Every year there is at least one big case of plagiarism that everyone talks about. This time it arrived fast. Radiohead sued Lana del Rey, arguing that the song "Get Free" (2017) by this artist replicates the iconic "Creep" (1992).
Radiohead sued * Lana del Rey for her song "Get Free" (2017) alleging that plagiarized the melody of "Creep" (1992).
(* Lana del Rey says they sued her, Warner / Chapell released a statement denying this, they can compare the two songs here)
These discussions of similarity always have conflicting positions.
The plaintiff sees everything the same,
those who defend themselves claim originality.
The discourse is always the same and equally the two sides can be right.

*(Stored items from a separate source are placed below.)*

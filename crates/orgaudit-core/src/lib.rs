//! orgaudit core library
//!
//! Policy evaluation and remediation engine for organization governance
//! audits. The engine talks to the platform only through
//! [`gateway::PlatformGateway`]; `orgaudit-github` provides the GitHub
//! implementation and [`fakes::InMemoryGateway`] an in-memory one.

pub mod analyzers;
pub mod directory;
pub mod error;
pub mod fakes;
pub mod fix;
pub mod fixers;
pub mod gateway;
pub mod issue;
pub mod metadata;
pub mod metrics;
pub mod obs;
pub mod permission;
pub mod rate_limit;
pub mod report;
pub mod runner;
pub mod secrets;
pub mod telemetry;

pub use error::{AuditError, Result};

pub use analyzers::{
    AccessAnalyzer, AccessSnapshot, BranchProtectionAnalyzer, CodeOwnersAnalyzer,
    OrganizationAnalyzer, PullRequestsAnalyzer, RepositoryAnalyzer, SettingsAnalyzer,
    TeamMaintainersAnalyzer, TopicsAnalyzer,
};
pub use directory::TeamDirectory;
pub use fix::{FixResult, FixStatus};
pub use fixers::{
    AccessFixer, BranchProtectionFixer, CodeOwnersFixer, FixerRegistry, IssueFixer,
    PullRequestsFixer, SettingsFixer,
};
pub use gateway::{GatewayError, GatewayResult, PlatformGateway};
pub use issue::{IssueKind, OrganizationIssue, RepositoryIssue};
pub use metadata::{RepositoryMetadata, RepositoryType};
pub use permission::{Permission, TeamHierarchy};
pub use rate_limit::RateLimiter;
pub use report::{write_report_json, RunReport, RunSummary, StalledPullRequest};
pub use runner::{AnalysisRunner, RunOptions};
pub use secrets::{SecretUsage, SecretUsageScanner};
pub use telemetry::init_tracing;

/// Crate version, as reported by the CLI.
pub const VERSION: &str = env!("CARGO_PKG_VERSION");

It's simple: if you do your own work, you develop it with your own creativity and come up with a solution that reflects it is an original work. With that, it should be enough. With that we could defend ourselves.
Different thing is to take someone else's work and publish it as such; or build on this work (build little) and take it all as your own.
What I want to highlight here is that in these cases each of the parties has an "accurate" perspective. Radiohead can see that "Get Free" is similar to "Creep" and Lana del Rey says he wrote it without being inspired by that song.
What do we have left then?
To argue that it was a subject of "unconscious inspiration" like George Harrisón round. The Chiffons?
The title of a work is its name. It's no more. In principle, the work is protected by copyright; But his title, alone and abandoned, failed.
A good title is descriptive.
A good title hooks.
A bad title may, by loose, make the work lose sense or do it justice.
There are hundreds of songs with the same name (eg "Oh Love"). We have all composed (intentionally or unintentionally) a song with a title that someone else had already used.
But is there plagiarism? Can you claim me for baptizing another song under the title "My Love"?
No. If ideas are not protected, the title is almost an idea. What is important is the body of the work. Its development. Where does the author take that title, or why did it end there?
There are notorious cases of great titles. That alone could be considered sufficient originality or works to be protected individually (and in conjunction with the work). All the novels of Gabriel García Márquez are part of the list of great titles. But it would be a long and disputed fight.
I think to be for a matter of harnessing that plagiarism reputation of others.
If you have to put a title, it is fine if it has meat, if it is original; But if in the end you are going to give the world another "Our love", then, What else?
5 titles that take it out of the stadium:
Love in the Time of Cholera (Gabriel García Márquez)
Eternal Sunshine of the Spotless Mind (Charlie Kaufman et. Al.)
Lemon Tiramisu (Joaquín Sabina)
The love of the fireflies (Alejandro Ricaño)
Your house on the corner of time (The Ear of Van Gogh)
Shakira and Carlos Vives were sued for plagiarism by Liviam Escallón for allegedly plagiarizing their song "Yo Te Quiero Tanto" when composing "La Bicicleta".
"Do not confuse bravery with temerity." Antonio Escohotado warns in "It's never the same"By Andrés Calamaro; And would not be for less.
Once again it is shown that praiseworthy is not to sue but to win the demands. This week the Cuban Liviam Escallón sued for plagiarism to Shakira and Carlos Vives for allegedly plagiarizing part of the melodic line and the chorus of his song "I love you so much"(1997) when composing"The bike"(2016).